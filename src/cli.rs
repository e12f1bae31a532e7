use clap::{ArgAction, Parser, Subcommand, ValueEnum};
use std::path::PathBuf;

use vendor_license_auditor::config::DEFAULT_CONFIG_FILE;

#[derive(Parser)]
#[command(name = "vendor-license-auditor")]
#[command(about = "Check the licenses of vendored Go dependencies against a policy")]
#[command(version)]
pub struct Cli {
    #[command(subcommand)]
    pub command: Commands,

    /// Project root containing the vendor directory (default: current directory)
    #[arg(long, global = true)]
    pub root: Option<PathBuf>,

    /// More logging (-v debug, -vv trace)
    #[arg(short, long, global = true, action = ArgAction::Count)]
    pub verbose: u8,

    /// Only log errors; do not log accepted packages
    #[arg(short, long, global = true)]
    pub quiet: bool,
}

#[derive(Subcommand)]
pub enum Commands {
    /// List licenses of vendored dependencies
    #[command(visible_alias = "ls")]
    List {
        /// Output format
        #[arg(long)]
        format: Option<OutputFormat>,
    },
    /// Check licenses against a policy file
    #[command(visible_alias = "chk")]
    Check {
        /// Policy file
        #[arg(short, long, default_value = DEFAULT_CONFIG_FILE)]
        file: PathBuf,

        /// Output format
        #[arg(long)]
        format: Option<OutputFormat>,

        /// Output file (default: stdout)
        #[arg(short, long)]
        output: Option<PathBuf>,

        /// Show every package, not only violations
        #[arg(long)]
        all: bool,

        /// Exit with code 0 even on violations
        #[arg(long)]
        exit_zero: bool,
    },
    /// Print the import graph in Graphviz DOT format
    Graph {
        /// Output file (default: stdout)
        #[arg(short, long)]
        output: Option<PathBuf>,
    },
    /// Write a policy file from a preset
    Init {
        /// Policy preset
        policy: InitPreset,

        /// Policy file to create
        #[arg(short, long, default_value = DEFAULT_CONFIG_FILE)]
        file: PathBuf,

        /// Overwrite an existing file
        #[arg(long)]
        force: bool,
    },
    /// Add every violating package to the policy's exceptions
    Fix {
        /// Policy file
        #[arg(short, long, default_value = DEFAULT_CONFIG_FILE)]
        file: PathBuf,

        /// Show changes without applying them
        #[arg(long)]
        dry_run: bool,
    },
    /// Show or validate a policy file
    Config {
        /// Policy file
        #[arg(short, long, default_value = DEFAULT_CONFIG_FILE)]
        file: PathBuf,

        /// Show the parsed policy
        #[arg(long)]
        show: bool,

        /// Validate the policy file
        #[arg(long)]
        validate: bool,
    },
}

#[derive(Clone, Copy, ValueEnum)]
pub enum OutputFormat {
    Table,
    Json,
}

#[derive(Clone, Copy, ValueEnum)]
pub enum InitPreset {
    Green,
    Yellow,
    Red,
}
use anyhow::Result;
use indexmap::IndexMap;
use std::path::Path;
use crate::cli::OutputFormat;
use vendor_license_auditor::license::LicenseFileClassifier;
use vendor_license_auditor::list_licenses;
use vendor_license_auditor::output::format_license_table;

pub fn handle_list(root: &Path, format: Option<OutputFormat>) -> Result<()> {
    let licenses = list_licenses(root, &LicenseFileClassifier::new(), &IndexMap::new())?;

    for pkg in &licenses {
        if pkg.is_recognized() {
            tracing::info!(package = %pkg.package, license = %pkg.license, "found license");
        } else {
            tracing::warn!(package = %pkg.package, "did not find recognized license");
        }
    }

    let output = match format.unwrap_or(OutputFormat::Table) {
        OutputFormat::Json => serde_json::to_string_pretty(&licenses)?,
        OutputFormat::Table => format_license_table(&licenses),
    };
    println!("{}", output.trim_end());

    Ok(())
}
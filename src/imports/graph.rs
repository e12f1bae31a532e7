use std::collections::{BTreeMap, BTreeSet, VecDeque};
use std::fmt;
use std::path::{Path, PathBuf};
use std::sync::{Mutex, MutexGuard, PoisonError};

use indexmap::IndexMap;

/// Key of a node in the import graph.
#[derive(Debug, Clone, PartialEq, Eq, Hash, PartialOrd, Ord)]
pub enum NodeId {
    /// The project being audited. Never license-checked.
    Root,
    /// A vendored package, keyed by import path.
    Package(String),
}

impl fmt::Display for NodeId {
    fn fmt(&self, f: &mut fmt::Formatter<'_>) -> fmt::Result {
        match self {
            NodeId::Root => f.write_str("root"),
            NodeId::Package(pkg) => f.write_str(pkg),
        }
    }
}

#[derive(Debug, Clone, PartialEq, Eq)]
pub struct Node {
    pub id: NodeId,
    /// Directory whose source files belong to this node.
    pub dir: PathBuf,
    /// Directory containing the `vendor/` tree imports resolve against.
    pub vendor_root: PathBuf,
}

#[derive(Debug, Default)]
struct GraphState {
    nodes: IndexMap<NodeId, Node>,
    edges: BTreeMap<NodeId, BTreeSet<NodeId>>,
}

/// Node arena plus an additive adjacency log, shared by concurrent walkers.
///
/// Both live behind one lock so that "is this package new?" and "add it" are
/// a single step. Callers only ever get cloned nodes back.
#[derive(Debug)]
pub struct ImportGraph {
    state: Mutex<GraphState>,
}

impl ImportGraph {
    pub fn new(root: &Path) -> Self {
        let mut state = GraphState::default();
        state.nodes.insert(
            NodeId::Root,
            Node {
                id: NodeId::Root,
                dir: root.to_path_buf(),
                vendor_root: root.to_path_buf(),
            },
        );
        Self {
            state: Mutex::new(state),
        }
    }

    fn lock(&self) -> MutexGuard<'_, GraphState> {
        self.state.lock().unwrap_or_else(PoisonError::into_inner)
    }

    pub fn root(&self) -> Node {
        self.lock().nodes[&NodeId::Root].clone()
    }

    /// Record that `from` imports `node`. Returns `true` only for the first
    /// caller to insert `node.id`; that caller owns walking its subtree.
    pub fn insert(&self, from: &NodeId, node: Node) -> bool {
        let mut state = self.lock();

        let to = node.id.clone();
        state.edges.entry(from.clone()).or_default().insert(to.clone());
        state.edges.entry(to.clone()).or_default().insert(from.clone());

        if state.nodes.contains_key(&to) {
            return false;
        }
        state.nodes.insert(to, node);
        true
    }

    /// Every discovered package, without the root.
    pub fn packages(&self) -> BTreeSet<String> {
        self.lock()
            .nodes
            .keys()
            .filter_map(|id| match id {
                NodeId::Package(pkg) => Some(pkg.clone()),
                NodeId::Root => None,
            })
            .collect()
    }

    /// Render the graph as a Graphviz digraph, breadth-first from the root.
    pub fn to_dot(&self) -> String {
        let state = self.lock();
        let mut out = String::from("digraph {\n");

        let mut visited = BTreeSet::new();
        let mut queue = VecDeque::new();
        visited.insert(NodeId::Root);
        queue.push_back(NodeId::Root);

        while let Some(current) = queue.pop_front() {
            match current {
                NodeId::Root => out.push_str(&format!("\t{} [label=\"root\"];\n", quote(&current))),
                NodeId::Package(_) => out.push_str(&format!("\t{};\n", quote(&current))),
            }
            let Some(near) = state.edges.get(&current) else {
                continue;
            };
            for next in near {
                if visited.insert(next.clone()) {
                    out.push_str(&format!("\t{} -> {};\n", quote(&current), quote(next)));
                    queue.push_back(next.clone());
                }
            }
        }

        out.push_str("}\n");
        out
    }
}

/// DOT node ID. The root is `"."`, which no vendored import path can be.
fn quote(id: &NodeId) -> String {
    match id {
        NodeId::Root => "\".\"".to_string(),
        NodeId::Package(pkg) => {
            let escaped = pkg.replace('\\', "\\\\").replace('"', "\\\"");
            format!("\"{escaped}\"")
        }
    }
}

_ _ _

Your task is to reproduce the whole listing exactly.

filename src/cli.rs
repository e12f1bae31a532e7
use clap::{ArgAction, Parser, Subcommand, ValueEnum};
use std::path::PathBuf;

use vendor_license_auditor::config::DEFAULT_CONFIG_FILE;

#[derive(Parser)]
#[command(name = "vendor-license-auditor")]
#[command(about = "Check the licenses of vendored Go dependencies against a policy")]
#[command(version)]
pub struct Cli {
    #[command(subcommand)]
    pub command: Commands,

    /// Project root containing the vendor directory (default: current directory)
    #[arg(long, global = true)]
    pub root: Option<PathBuf>,

    /// More logging (-v debug, -vv trace)
    #[arg(short, long, global = true, action = ArgAction::Count)]
    pub verbose: u8,

    /// Only log errors; do not log accepted packages
    #[arg(short, long, global = true)]
    pub quiet: bool,
}

#[derive(Subcommand)]
pub enum Commands {
    /// List licenses of vendored dependencies
    #[command(visible_alias = "ls")]
    List {
        /// Output format
        #[arg(long)]
        format: Option<OutputFormat>,
    },
    /// Check licenses against a policy file
    #[command(visible_alias = "chk")]
    Check {
        /// Policy file
        #[arg(short, long, default_value = DEFAULT_CONFIG_FILE)]
        file: PathBuf,

        /// Output format
        #[arg(long)]
        format: Option<OutputFormat>,

        /// Output file (default: stdout)
        #[arg(short, long)]
        output: Option<PathBuf>,

        /// Show every package, not only violations
        #[arg(long)]
        all: bool,

        /// Exit with code 0 even on violations
        #[arg(long)]
        exit_zero: bool,
    },
    /// Print the import graph in Graphviz DOT format
    Graph {
        /// Output file (default: stdout)
        #[arg(short, long)]
        output: Option<PathBuf>,
    },
    /// Write a policy file from a preset
    Init {
        /// Policy preset
        policy: InitPreset,

        /// Policy file to create
        #[arg(short, long, default_value = DEFAULT_CONFIG_FILE)]
        file: PathBuf,

        /// Overwrite an existing file
        #[arg(long)]
        force: bool,
    },
    /// Add every violating package to the policy's exceptions
    Fix {
        /// Policy file
        #[arg(short, long, default_value = DEFAULT_CONFIG_FILE)]
        file: PathBuf,

        /// Show changes without applying them
        #[arg(long)]
        dry_run: bool,
    },
    /// Show or validate a policy file
    Config {
        /// Policy file
        #[arg(short, long, default_value = DEFAULT_CONFIG_FILE)]
        file: PathBuf,

        /// Show the parsed policy
        #[arg(long)]
        show: bool,

        /// Validate the policy file
        #[arg(long)]
        validate: bool,
    },
}

#[derive(Clone, Copy, ValueEnum)]
pub enum OutputFormat {
    Table,
    Json,
}

#[derive(Clone, Copy, ValueEnum)]
pub enum InitPreset {
    Green,
    Yellow,
    Red,
}
use anyhow::Result;
use indexmap::IndexMap;
use std::path::Path;
use crate::cli::OutputFormat;
use vendor_license_auditor::license::LicenseFileClassifier;
use vendor_license_auditor::list_licenses;
use vendor_license_auditor::output::format_license_table;

pub fn handle_list(root: &Path, format: Option<OutputFormat>) -> Result<()> {
    let licenses = list_licenses(root, &LicenseFileClassifier::new(), &IndexMap::new())?;

    for pkg in &licenses {
        if pkg.is_recognized() {
            tracing::info!(package = %pkg.package, license = %pkg.license, "found license");
        } else {
            tracing::warn!(package = %pkg.package, "did not find recognized license");
        }
    }

    let output = match format.unwrap_or(OutputFormat::Table) {
        OutputFormat::Json => serde_json::to_string_pretty(&licenses)?,
        OutputFormat::Table => format_license_table(&licenses),
    };
    println!("{}", output.trim_end());

    Ok(())
}
filename src/imports/graph.rs
repository e12f1bae31a532e7
use std::collections::{BTreeMap, BTreeSet, VecDeque};
use std::fmt;
use std::path::{Path, PathBuf};
use std::sync::{Mutex, MutexGuard, PoisonError};

use indexmap::IndexMap;

/// Key of a node in the import graph.
#[derive(Debug, Clone, PartialEq, Eq, Hash, PartialOrd, Ord)]
pub enum NodeId {
    /// The project being audited. Never license-checked.
    Root,
    /// A vendored package, keyed by import path.
    Package(String),
}

impl fmt::Display for NodeId {
    fn fmt(&self, f: &mut fmt::Formatter<'_>) -> fmt::Result {
        match self {
            NodeId::Root => f.write_str("root"),
            NodeId::Package(pkg) => f.write_str(pkg),
        }
    }
}

#[derive(Debug, Clone, PartialEq, Eq)]
pub struct Node {
    pub id: NodeId,
    /// Directory whose source files belong to this node.
    pub dir: PathBuf,
    /// Directory containing the `vendor/` tree imports resolve against.
    pub vendor_root: PathBuf,
}

#[derive(Debug, Default)]
struct GraphState {
    nodes: IndexMap<NodeId, Node>,
    edges: BTreeMap<NodeId, BTreeSet<NodeId>>,
}

/// Node arena plus an additive adjacency log, shared by concurrent walkers.
///
/// Both live behind one lock so that "is this package new?" and "add it" are
/// a single step. Callers only ever get cloned nodes back.
#[derive(Debug)]
pub struct ImportGraph {
    state: Mutex<GraphState>,
}

impl ImportGraph {
    pub fn new(root: &Path) -> Self {
        let mut state = GraphState::default();
        state.nodes.insert(
            NodeId::Root,
            Node {
                id: NodeId::Root,
                dir: root.to_path_buf(),
                vendor_root: root.to_path_buf(),
            },
        );
        Self {
            state: Mutex::new(state),
        }
    }

    fn lock(&self) -> MutexGuard<'_, GraphState> {
        self.state.lock().unwrap_or_else(PoisonError::into_inner)
    }

    pub fn root(&self) -> Node {
        self.lock().nodes[&NodeId::Root].clone()
    }

    /// Record that `from` imports `node`. Returns `true` only for the first
    /// caller to insert `node.id`; that caller owns walking its subtree.
    pub fn insert(&self, from: &NodeId, node: Node) -> bool {
        let mut state = self.lock();

        let to = node.id.clone();
        state.edges.entry(from.clone()).or_default().insert(to.clone());
        state.edges.entry(to.clone()).or_default().insert(from.clone());

        if state.nodes.contains_key(&to) {
            return false;
        }
        state.nodes.insert(to, node);
        true
    }

    /// Every discovered package, without the root.
    pub fn packages(&self) -> BTreeSet<String> {
        self.lock()
            .nodes
            .keys()
            .filter_map(|id| match id {
                NodeId::Package(pkg) => Some(pkg.clone()),
                NodeId::Root => None,
            })
            .collect()
    }

    /// Render the graph as a Graphviz digraph, breadth-first from the root.
    pub fn to_dot(&self) -> String {
        let state = self.lock();
        let mut out = String::from("digraph {\n");

        let mut visited = BTreeSet::new();
        let mut queue = VecDeque::new();
        visited.insert(NodeId::Root);
        queue.push_back(NodeId::Root);

        while let Some(current) = queue.pop_front() {
            match current {
                NodeId::Root => out.push_str(&format!("\t{} [label=\"root\"];\n", quote(&current))),
                NodeId::Package(_) => out.push_str(&format!("\t{};\n", quote(&current))),
            }
            let Some(near) = state.edges.get(&current) else {
                continue;
            };
            for next in near {
                if visited.insert(next.clone()) {
                    out.push_str(&format!("\t{} -> {};\n", quote(&current), quote(next)));
                    queue.push_back(next.clone());
                }
            }
        }

        out.push_str("}\n");
        out
    }
}

/// DOT node ID. The root is `"."`, which no vendored import path can be.
fn quote(id: &NodeId) -> String {
    match id {
        NodeId::Root => "\".\"".to_string(),
        NodeId::Package(pkg) => {
            let escaped = pkg.replace('\\', "\\\\").replace('"', "\\\"");
            format!("\"{escaped}\"")
        }
    }
}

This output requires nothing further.